ROUND TRIP TIME PARAMETERS         top

       Active Queue Management (AQM) consists of embedding congestion
       signals in the packet flow, which receivers use to instruct
       senders to slow down when the queue is persistently occupied.
       CAKE uses ECN signalling when available, and packet drops
       otherwise, according to a combination of the Codel and BLUE AQM
       algorithms called COBALT.

       Very short latencies require a very rapid AQM response to
       adequately control latency.  However, such a rapid response tends
       to impair throughput when the actual RTT is relatively long.
       CAKE allows specifying the RTT it assumes for tuning various
       parameters.  Actual RTTs within an order of magnitude of this
       will generally work well for both throughput and latency
       management.

       At the 'lan' setting and below, the time constants are similar in
       magnitude to the jitter in the Linux kernel itself, so congestion
       might be signalled prematurely. The flows will then become sparse
       and total throughput reduced, leaving little or no back-pressure
       for the fairness logic to work against. Use the "metro" setting
       for local lans unless you have a custom kernel.

       rtt TIME
            Manually specify an RTT.

       datacentre
            For extremely high-performance 10GigE+ networks only.
       Equivalent to rtt 100us.

       lan
            For pure Ethernet (not Wi-Fi) networks, at home or in the
       office.  Don't use this when shaping for an Internet access link.
       Equivalent to rtt 1ms.

       metro
            For traffic mostly within a single city.  Equivalent to rtt
       10ms.

       regional
            For traffic mostly within a European-sized country.
       Equivalent to rtt 30ms.

       internet (default)
            This is suitable for most Internet traffic.  Equivalent to
       rtt 100ms.

       oceanic
            For Internet traffic with generally above-average latency,
       such as that suffered by Australasian residents.  Equivalent to
       rtt 300ms.

       satellite
            For traffic via geostationary satellites.  Equivalent to rtt
       1000ms.

       interplanetary
            So named because Jupiter is about 1 light-hour from Earth.
       Use this to (almost) completely disable AQM actions.  Equivalent
       to rtt 3600s.

FLOW ISOLATION PARAMETERS         top

       With flow isolation enabled, CAKE places packets from different
       flows into different queues, each of which carries its own AQM
       state.  Packets from each queue are then delivered fairly,
       according to a DRR++ algorithm which minimizes latency for
       "sparse" flows.  CAKE uses a set-associative hashing algorithm to
       minimize flow collisions.

       These keywords specify whether fairness based on source address,
       destination address, individual flows, or any combination of
       those is desired.

       flowblind
            Disables flow isolation; all traffic passes through a single
       queue for each tin.

       srchost
            Flows are defined only by source address.  Could be useful
       on the egress path of an ISP backhaul.

       dsthost
            Flows are defined only by destination address.  Could be
       useful on the ingress path of an ISP backhaul.

       hosts
            Flows are defined by source-destination host pairs.  This is
       host isolation, rather than flow isolation.

       flows
            Flows are defined by the entire 5-tuple of source address,
       destination address, transport protocol, source port and
       destination port.  This is the type of flow isolation performed
       by SFQ and fq_codel.

       dual-srchost
            Flows are defined by the 5-tuple, and fairness is applied
       first over source addresses, then over individual flows.  Good
       for use on egress traffic from a LAN to the internet, where it'll
       prevent any one LAN host from monopolising the uplink, regardless
       of the number of flows they use.

       dual-dsthost
            Flows are defined by the 5-tuple, and fairness is applied
       first over destination addresses, then over individual flows.
       Good for use on ingress traffic to a LAN from the internet, where
       it'll prevent any one LAN host from monopolising the downlink,
       regardless of the number of flows they use.

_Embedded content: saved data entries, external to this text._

use crate::utils::error::{BootstrapError, Result};
use regex::Regex;
use std::path::Path;
use std::sync::OnceLock;

pub trait Validate {
    fn validate(&self) -> Result<()>;
}

fn invalid(field_name: &str, value: &str, reason: impl Into<String>) -> BootstrapError {
    BootstrapError::InvalidConfigValueError {
        field: field_name.to_string(),
        value: value.to_string(),
        reason: reason.into(),
    }
}

pub fn validate_path(field_name: &str, path: &str) -> Result<()> {
    if path.is_empty() {
        return Err(invalid(field_name, path, "Path cannot be empty"));
    }

    if path.contains('\0') {
        return Err(invalid(field_name, path, "Path contains null bytes"));
    }

    Ok(())
}

/// Paths that must stay inside the working directory.
pub fn validate_relative_path(field_name: &str, path: &str) -> Result<()> {
    validate_path(field_name, path)?;

    if Path::new(path).is_absolute() {
        return Err(invalid(
            field_name,
            path,
            "Path must be relative to the working directory",
        ));
    }

    Ok(())
}

pub fn validate_non_empty_string(field_name: &str, value: &str) -> Result<()> {
    if value.trim().is_empty() {
        return Err(invalid(
            field_name,
            value,
            "Value cannot be empty or whitespace-only",
        ));
    }
    Ok(())
}

pub fn validate_command(field_name: &str, command: &[String]) -> Result<()> {
    match command.first() {
        Some(program) => validate_non_empty_string(field_name, program),
        None => Err(invalid(field_name, "[]", "Command cannot be empty")),
    }
}

/// Debian policy: lowercase letters, digits and `+ - .`, at least two
/// characters, starting with an alphanumeric.
pub fn validate_package_name(field_name: &str, name: &str) -> Result<()> {
    static PATTERN: OnceLock<Regex> = OnceLock::new();
    let re = PATTERN.get_or_init(|| {
        Regex::new(r"^[a-z0-9][a-z0-9+.\-]+$").expect("package name pattern is valid")
    });

    if !re.is_match(name) {
        return Err(invalid(field_name, name, "Not a valid Debian package name"));
    }
    Ok(())
}

/// pip requirement names; version specifiers are allowed but not required.
pub fn validate_requirement(field_name: &str, requirement: &str) -> Result<()> {
    validate_non_empty_string(field_name, requirement)?;

    if requirement.starts_with('-') {
        return Err(invalid(
            field_name,
            requirement,
            "Options are not allowed in the library list",
        ));
    }
    Ok(())
}
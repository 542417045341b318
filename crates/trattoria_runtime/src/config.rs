//! Store location settings.

use std::path::{Path, PathBuf};

/// Where extent files are written and read.
///
/// Each kind lives in `<dir>/<kind>.<extension>`.
#[derive(Clone, Debug, PartialEq, Eq)]
pub struct StoreConfig {
    /// Directory holding one file per kind.
    pub dir: PathBuf,
    /// File extension, without the dot.
    pub extension: String,
}

impl Default for StoreConfig {
    fn default() -> Self {
        Self {
            dir: PathBuf::from("data"),
            extension: "msgpack".to_string(),
        }
    }
}

impl StoreConfig {
    /// Creates the default config rooted at `dir`.
    #[must_use]
    pub fn new(dir: impl Into<PathBuf>) -> Self {
        Self::default().with_dir(dir)
    }

    /// Sets the directory.
    #[must_use]
    pub fn with_dir(mut self, dir: impl Into<PathBuf>) -> Self {
        self.dir = dir.into();
        self
    }

    /// Sets the file extension.
    #[must_use]
    pub fn with_extension(mut self, extension: impl Into<String>) -> Self {
        self.extension = extension.into();
        self
    }

    /// Returns the directory.
    #[must_use]
    pub fn dir(&self) -> &Path {
        &self.dir
    }

    /// Returns the file for one kind.
    #[must_use]
    pub fn path_for(&self, kind: &str) -> PathBuf {
        self.dir.join(format!("{kind}.{}", self.extension))
    }
}
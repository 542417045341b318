//! Staff members, their roles and contracts.
//!
//! A [`Staff`] record holds its role and contract as sum types. The flat
//! [`StaffDraft`] is the construction and storage form: it carries every
//! role's and contract's attributes as options, and two conditional
//! validators decide which of them must and may be set for its tags.

use std::fmt;
use std::sync::LazyLock;

use serde::{Deserialize, Serialize};
use trattoria_foundation::{EntityId, Error, Money, Result};
use trattoria_storage::{ConditionalValidator, Discriminated};

use crate::check;

/// Seniority of a manager.
#[derive(Clone, Copy, Debug, PartialEq, Eq, Hash, PartialOrd, Ord, Serialize, Deserialize)]
pub enum ManagerLevel {
    /// Entry level.
    Junior,
    /// Middle management.
    Mid,
    /// Most senior.
    Senior,
}

/// Working shift of a full-time contract.
#[derive(Clone, Copy, Debug, PartialEq, Eq, Hash, Serialize, Deserialize)]
pub enum ShiftPattern {
    /// Morning shift.
    Morning,
    /// Evening shift.
    Evening,
    /// Night shift.
    Night,
}

/// What a staff member does.
#[derive(Clone, Debug, PartialEq, Eq, Serialize, Deserialize)]
pub enum Role {
    /// Manages other staff and hires or fires.
    Manager {
        /// Seniority, used to decide who may manage whom.
        level: ManagerLevel,
    },
    /// Takes payments and issues refunds.
    Cashier {
        /// Whether the cashier may open the vault.
        vault_access: bool,
    },
    /// Seats customers.
    Waiter {
        /// Number of tables served.
        tables: u32,
    },
    /// Cooks.
    Chef,
    /// Runs the kitchen and its inventory.
    HeadChef {
        /// The dish the head chef is known for.
        signature_dish: String,
    },
}

impl Role {
    /// Returns the discriminant of this role.
    #[must_use]
    pub fn tag(&self) -> RoleTag {
        match self {
            Role::Manager { .. } => RoleTag::Manager,
            Role::Cashier { .. } => RoleTag::Cashier,
            Role::Waiter { .. } => RoleTag::Waiter,
            Role::Chef => RoleTag::Chef,
            Role::HeadChef { .. } => RoleTag::HeadChef,
        }
    }

    /// Returns the manager level, if this is a manager.
    #[must_use]
    pub fn level(&self) -> Option<ManagerLevel> {
        match self {
            Role::Manager { level } => Some(*level),
            _ => None,
        }
    }
}

/// Employment terms.
#[derive(Clone, Debug, PartialEq, Eq, Serialize, Deserialize)]
pub enum Contract {
    /// Salaried, on a fixed shift.
    FullTime {
        /// Assigned shift.
        shift: ShiftPattern,
        /// Fixed salary.
        salary: Money,
    },
    /// Paid by the hour.
    PartTime {
        /// Contracted hours.
        hours: u32,
        /// Pay per hour.
        hourly_rate: Money,
    },
}

impl Contract {
    /// Returns the discriminant of this contract.
    #[must_use]
    pub fn tag(&self) -> ContractTag {
        match self {
            Contract::FullTime { .. } => ContractTag::FullTime,
            Contract::PartTime { .. } => ContractTag::PartTime,
        }
    }

    /// Returns the pay: the fixed salary, or hours times rate.
    #[must_use]
    pub fn salary(&self) -> Money {
        match self {
            Contract::FullTime { salary, .. } => *salary,
            Contract::PartTime { hours, hourly_rate } => *hourly_rate * *hours,
        }
    }
}

/// Role discriminant.
#[derive(Clone, Copy, Debug, Default, PartialEq, Eq, Hash, Serialize, Deserialize)]
pub enum RoleTag {
    /// See [`Role::Manager`].
    Manager,
    /// See [`Role::Cashier`].
    Cashier,
    /// See [`Role::Waiter`].
    Waiter,
    /// See [`Role::Chef`].
    #[default]
    Chef,
    /// See [`Role::HeadChef`].
    HeadChef,
}

/// Contract discriminant.
#[derive(Clone, Copy, Debug, Default, PartialEq, Eq, Hash, Serialize, Deserialize)]
pub enum ContractTag {
    /// See [`Contract::FullTime`].
    #[default]
    FullTime,
    /// See [`Contract::PartTime`].
    PartTime,
}

impl fmt::Display for RoleTag {
    fn fmt(&self, f: &mut fmt::Formatter<'_>) -> fmt::Result {
        let name = match self {
            RoleTag::Manager => "manager",
            RoleTag::Cashier => "cashier",
            RoleTag::Waiter => "waiter",
            RoleTag::Chef => "chef",
            RoleTag::HeadChef => "head chef",
        };
        f.write_str(name)
    }
}

static ROLE_RULES: LazyLock<ConditionalValidator<RoleTag>> = LazyLock::new(|| {
    ConditionalValidator::new("role", &["level", "vault_access", "tables", "signature_dish"])
        .rule(RoleTag::Manager, &["level"], &[])
        .rule(RoleTag::Cashier, &["vault_access"], &[])
        .rule(RoleTag::Waiter, &["tables"], &[])
        .rule(RoleTag::Chef, &[], &[])
        .rule(RoleTag::HeadChef, &["signature_dish"], &[])
});

static CONTRACT_RULES: LazyLock<ConditionalValidator<ContractTag>> = LazyLock::new(|| {
    ConditionalValidator::new("contract", &["shift", "salary", "hours", "hourly_rate"])
        .rule(ContractTag::FullTime, &["shift", "salary"], &[])
        .rule(ContractTag::PartTime, &["hours", "hourly_rate"], &[])
});

/// Flat construction and storage form of a staff member.
///
/// Built with [`StaffDraft::new`] and the role and contract setters, then
/// turned into a [`Staff`] by [`StaffDraft::build`].
#[derive(Clone, Debug, PartialEq, Eq, Serialize, Deserialize)]
pub struct StaffDraft {
    /// Identity.
    pub id: EntityId,
    /// First name.
    pub first_name: String,
    /// Last name.
    pub last_name: String,
    /// Department.
    pub department: String,
    /// Phone number.
    pub phone: Option<String>,
    /// Email address.
    pub email: Option<String>,
    /// Role discriminant.
    pub role: RoleTag,
    /// Manager level.
    pub level: Option<ManagerLevel>,
    /// Cashier vault access.
    pub vault_access: Option<bool>,
    /// Tables served by a waiter.
    pub tables: Option<u32>,
    /// Head chef's signature dish.
    pub signature_dish: Option<String>,
    /// Contract discriminant.
    pub contract: ContractTag,
    /// Full-time shift.
    pub shift: Option<ShiftPattern>,
    /// Full-time salary.
    pub salary: Option<Money>,
    /// Part-time hours.
    pub hours: Option<u32>,
    /// Part-time hourly rate.
    pub hourly_rate: Option<Money>,
}

impl Discriminated<RoleTag> for StaffDraft {
    fn discriminant(&self) -> RoleTag {
        self.role
    }

    fn is_populated(&self, attribute: &str) -> bool {
        match attribute {
            "level" => self.level.is_some(),
            "vault_access" => self.vault_access.is_some(),
            "tables" => self.tables.is_some(),
            "signature_dish" => self.signature_dish.is_some(),
            _ => false,
        }
    }
}

impl Discriminated<ContractTag> for StaffDraft {
    fn discriminant(&self) -> ContractTag {
        self.contract
    }

    fn is_populated(&self, attribute: &str) -> bool {
        match attribute {
            "shift" => self.shift.is_some(),
            "salary" => self.salary.is_some(),
            "hours" => self.hours.is_some(),
            "hourly_rate" => self.hourly_rate.is_some(),
            _ => false,
        }
    }
}

fn present<T>(value: Option<T>, field: &str) -> Result<T> {
    value.ok_or_else(|| Error::validation(field, "is required"))
}

impl StaffDraft {
    /// Starts a draft for a full-time chef with no shift or salary yet.
    #[must_use]
    pub fn new(
        id: EntityId,
        first_name: impl Into<String>,
        last_name: impl Into<String>,
        department: impl Into<String>,
    ) -> Self {
        Self {
            id,
            first_name: first_name.into(),
            last_name: last_name.into(),
            department: department.into(),
            phone: None,
            email: None,
            role: RoleTag::default(),
            level: None,
            vault_access: None,
            tables: None,
            signature_dish: None,
            contract: ContractTag::default(),
            shift: None,
            salary: None,
            hours: None,
            hourly_rate: None,
        }
    }

    /// Sets the role to manager.
    #[must_use]
    pub fn manager(mut self, level: ManagerLevel) -> Self {
        self.role = RoleTag::Manager;
        self.level = Some(level);
        self
    }

    /// Sets the role to cashier.
    #[must_use]
    pub fn cashier(mut self, vault_access: bool) -> Self {
        self.role = RoleTag::Cashier;
        self.vault_access = Some(vault_access);
        self
    }

    /// Sets the role to waiter.
    #[must_use]
    pub fn waiter(mut self, tables: u32) -> Self {
        self.role = RoleTag::Waiter;
        self.tables = Some(tables);
        self
    }

    /// Sets the role to chef.
    #[must_use]
    pub fn chef(mut self) -> Self {
        self.role = RoleTag::Chef;
        self
    }

    /// Sets the role to head chef.
    #[must_use]
    pub fn head_chef(mut self, signature_dish: impl Into<String>) -> Self {
        self.role = RoleTag::HeadChef;
        self.signature_dish = Some(signature_dish.into());
        self
    }

    /// Sets a full-time contract.
    #[must_use]
    pub fn full_time(mut self, shift: ShiftPattern, salary: Money) -> Self {
        self.contract = ContractTag::FullTime;
        self.shift = Some(shift);
        self.salary = Some(salary);
        self
    }

    /// Sets a part-time contract.
    #[must_use]
    pub fn part_time(mut self, hours: u32, hourly_rate: Money) -> Self {
        self.contract = ContractTag::PartTime;
        self.hours = Some(hours);
        self.hourly_rate = Some(hourly_rate);
        self
    }

    /// Sets contact details.
    #[must_use]
    pub fn contact(mut self, phone: Option<String>, email: Option<String>) -> Self {
        self.phone = phone;
        self.email = email;
        self
    }

    /// Validates the draft and builds the staff record.
    ///
    /// # Errors
    ///
    /// Returns a validation error if an attribute outside the role's or
    /// contract's legal set is populated, a mandatory one is missing, or a
    /// scalar is out of range.
    pub fn build(self) -> Result<Staff> {
        ROLE_RULES.validate(&self)?;
        CONTRACT_RULES.validate(&self)?;

        let role = match self.role {
            RoleTag::Manager => Role::Manager {
                level: present(self.level, "level")?,
            },
            RoleTag::Cashier => Role::Cashier {
                vault_access: present(self.vault_access, "vault_access")?,
            },
            RoleTag::Waiter => Role::Waiter {
                tables: present(self.tables, "tables")?,
            },
            RoleTag::Chef => Role::Chef,
            RoleTag::HeadChef => Role::HeadChef {
                signature_dish: check::non_blank(
                    "signature_dish",
                    present(self.signature_dish, "signature_dish")?,
                )?,
            },
        };

        let contract = match self.contract {
            ContractTag::FullTime => Contract::FullTime {
                shift: present(self.shift, "shift")?,
                salary: check::non_negative("salary", present(self.salary, "salary")?)?,
            },
            ContractTag::PartTime => {
                let hours = check::positive("hours", present(self.hours, "hours")?)?;
                let hourly_rate = present(self.hourly_rate, "hourly_rate")?;
                if hourly_rate.cents() <= 0 {
                    return Err(Error::validation("hourly_rate", "must be greater than 0"));
                }
                Contract::PartTime { hours, hourly_rate }
            }
        };

        Ok(Staff {
            id: check::identity(self.id)?,
            first_name: check::non_blank("first_name", self.first_name)?,
            last_name: check::non_blank("last_name", self.last_name)?,
            department: check::non_blank("department", self.department)?,
            phone: check::optional_non_blank("phone", self.phone)?,
            email: check::optional_non_blank("email", self.email)?,
            role,
            contract,
        })
    }
}

/// A staff member.
#[derive(Clone, Debug, PartialEq, Eq, Serialize, Deserialize)]
pub struct Staff {
    /// Identity.
    pub id: EntityId,
    /// First name.
    pub first_name: String,
    /// Last name.
    pub last_name: String,
    /// Department.
    pub department: String,
    /// Phone number.
    pub phone: Option<String>,
    /// Email address.
    pub email: Option<String>,
    /// What the staff member does.
    pub role: Role,
    /// Employment terms.
    pub contract: Contract,
}

impl_record!(Staff, "staff");

impl Staff {
    /// Returns the pay under the current contract.
    #[must_use]
    pub fn salary(&self) -> Money {
        self.contract.salary()
    }

    /// Returns "first last".
    #[must_use]
    pub fn full_name(&self) -> String {
        format!("{} {}", self.first_name, self.last_name)
    }

    /// Returns true if this staff member may manage `other`.
    ///
    /// Only managers manage. A manager may manage anyone who is not a
    /// manager, and a manager strictly junior to them.
    #[must_use]
    pub fn can_manage(&self, other: &Staff) -> bool {
        match (self.role.level(), other.role.level()) {
            (None, _) => false,
            (Some(_), None) => true,
            (Some(mine), Some(theirs)) => mine > theirs,
        }
    }

    /// Flattens this record back into its draft form.
    #[must_use]
    pub fn draft(&self) -> StaffDraft {
        let mut draft = StaffDraft::new(
            self.id,
            self.first_name.clone(),
            self.last_name.clone(),
            self.department.clone(),
        )
        .contact(self.phone.clone(), self.email.clone());

        draft = match &self.role {
            Role::Manager { level } => draft.manager(*level),
            Role::Cashier { vault_access } => draft.cashier(*vault_access),
            Role::Waiter { tables } => draft.waiter(*tables),
            Role::Chef => draft.chef(),
            Role::HeadChef { signature_dish } => draft.head_chef(signature_dish.clone()),
        };

        match &self.contract {
            Contract::FullTime { shift, salary } => draft.full_time(*shift, *salary),
            Contract::PartTime { hours, hourly_rate } => draft.part_time(*hours, *hourly_rate),
        }
    }

    /// Fails with an association error naming both sides unless this staff
    /// member may manage `other`.
    pub(crate) fn ensure_manages(&self, other: &Staff) -> Result<()> {
        if self.can_manage(other) {
            Ok(())
        } else {
            Err(Error::association(format!(
                "{} cannot manage {}",
                self.describe(),
                other.describe()
            )))
        }
    }

    pub(crate) fn describe(&self) -> String {
        match self.role.level() {
            Some(level) => format!("{} ({level:?} manager)", self.full_name()),
            None => format!("{} ({})", self.full_name(), self.role.tag()),
        }
    }
}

       triple-isolate (default)
            Flows are defined by the 5-tuple, and fairness is applied
       over source *and* destination addresses intelligently (ie. not
       merely by host-pairs), and also over individual flows.  Use this
       if you're not certain whether to use dual-srchost or dual-
       dsthost; it'll do both jobs at once, preventing any one host on
       *either* side of the link from monopolising it with a large
       number of flows.

       nat
            Instructs Cake to perform a NAT lookup before applying flow-
       isolation rules, to determine the true addresses and port numbers
       of the packet, to improve fairness between hosts "inside" the
       NAT.  This has no practical effect in "flowblind" or "flows"
       modes, or if NAT is performed on a different host.

       nonat (default)
            Cake will not perform a NAT lookup.  Flow isolation will be
       performed using the addresses and port numbers directly visible
       to the interface Cake is attached to.

PRIORITY QUEUE PARAMETERS         top

       CAKE can divide traffic into "tins" based on the Diffserv field.
       Each tin has its own independent set of flow-isolation queues,
       and is serviced based on a WRR algorithm.  To avoid perverse
       Diffserv marking incentives, tin weights have a "priority
       sharing" value when bandwidth used by that tin is below a
       threshold, and a lower "bandwidth sharing" value when above.
       Bandwidth is compared against the threshold using the same
       algorithm as the deficit-mode shaper.

       Detailed customisation of tin parameters is not provided.  The
       following presets perform all necessary tuning, relative to the
       current shaper bandwidth and RTT settings.

       besteffort
            Disables priority queuing by placing all traffic in one tin.

       precedence
            Enables legacy interpretation of TOS "Precedence" field.
       Use of this preset on the modern Internet is firmly discouraged.

       diffserv4
            Provides a general-purpose Diffserv implementation with four
       tins:
                 Bulk (CS1, LE in kernel v5.9+), 6.25% threshold,
       generally low priority.
                 Best Effort (general), 100% threshold.
                 Video (AF4x, AF3x, CS3, AF2x, CS2, TOS4, TOS1), 50%
       threshold.
                 Voice (CS7, CS6, EF, VA, CS5, CS4), 25% threshold.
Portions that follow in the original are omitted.